Louise Brooks Biography
Louise Brooks started in showbiz as a dancer, as one of the members of the Denishawn modern dance company in 1922. Other members of the company included Ruth St. Denis, Ted Shawn and Martha Graham. Two years later, over a fight with Ruth St. Denis, she was fired from the company.
After leaving the company, with the help of her friend Barbara Bennet, Louise Brooks then landed a role as chorus girl in George Whites Scandals. The following year, she was again a dancer in the Broadway production of Ziegfeld Follies.
Her performance at the Follies got the attention of Walter Wanger, Paramount Pictures producer. He then offered Louise Brooks a five year contract under the studio which Louise gladly accepted. Her performance at the Follies also got the attention of star Charlie Chaplin.

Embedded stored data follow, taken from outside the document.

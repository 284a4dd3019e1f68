use crate::{Store, StoreError, StoreResult};
use adsum_core::types::Employee;
use rusqlite::{params, Row};

pub(crate) fn map_employee(row: &Row<'_>) -> rusqlite::Result<Employee> {
    Ok(Employee {
        id: row.get("id")?,
        nip: row.get("nip")?,
        name: row.get("name")?,
        position: row.get("position")?,
        is_active: row.get::<_, i64>("is_active")? != 0,
    })
}

impl Store {
    pub fn create_employee(
        &self,
        nip: Option<&str>,
        name: &str,
        position: &str,
    ) -> StoreResult<Employee> {
        let conn = self.conn();
        conn.execute(
            "INSERT INTO employees (nip, name, position) VALUES (?1, ?2, ?3)",
            params![nip, name, position],
        )?;
        let id = conn.last_insert_rowid();
        drop(conn);
        self.employee(id)?.ok_or(StoreError::EmployeeNotFound(id))
    }

    pub fn employee(&self, id: i64) -> StoreResult<Option<Employee>> {
        let conn = self.conn();
        let mut stmt = conn.prepare(
            "SELECT id, nip, name, position, is_active FROM employees WHERE id = ?1",
        )?;
        let mut rows = stmt.query_map([id], map_employee)?;
        Ok(rows.next().transpose()?)
    }

    pub fn active_employees(&self) -> StoreResult<Vec<Employee>> {
        let conn = self.conn();
        let mut stmt = conn.prepare(
            "SELECT id, nip, name, position, is_active
             FROM employees WHERE is_active = 1 ORDER BY id",
        )?;
        let rows = stmt.query_map([], map_employee)?;
        let mut out = Vec::new();
        for r in rows {
            out.push(r?);
        }
        Ok(out)
    }

    pub fn set_employee_active(&self, id: i64, active: bool) -> StoreResult<()> {
        let changed = self.conn().execute(
            "UPDATE employees SET is_active = ?2 WHERE id = ?1",
            params![id, active],
        )?;
        if changed == 0 {
            return Err(StoreError::EmployeeNotFound(id));
        }
        Ok(())
    }
}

This lead to an affair with him during the summer of 1925.
Louise Brooks' first film was The Street of Forgotten Men although she was not credited for the part. However, she soon landed lead parts opposite the studios leading men in several comedies. Then in 1928, Louise became a star, not just in Hollywood, but also in Europe for her role in A Girl in Every Port. However, her best Hollywood role was in the film Beggars of Life, also in 1928, for which she played the role of a country girl who was abused. She was seen opposite Wallace Beery and Richard Arlen.
Despite the success of her film, Paramount did not give her the raised she was promised and this prompted her to leave Hollywood for Europe. In Europe, Louise Brooks did several films including Pandoras Box by G.W. Pabst, Diary of A Lost Girl, also by Pabst, and Prix de Beaute. Her films were censored and were considered as shocking during its time. In 1931 Louise Brooks returned to Hollywood and made mainstream films such as Gods Gift to Women, It Pays to Advertise and Overland Stage Raiders.
Louise Brooks had many lovers and husbands including the millionaire, Deering Davis. Despite not being able to make it into mainstream, she was considered an icon of the silent films.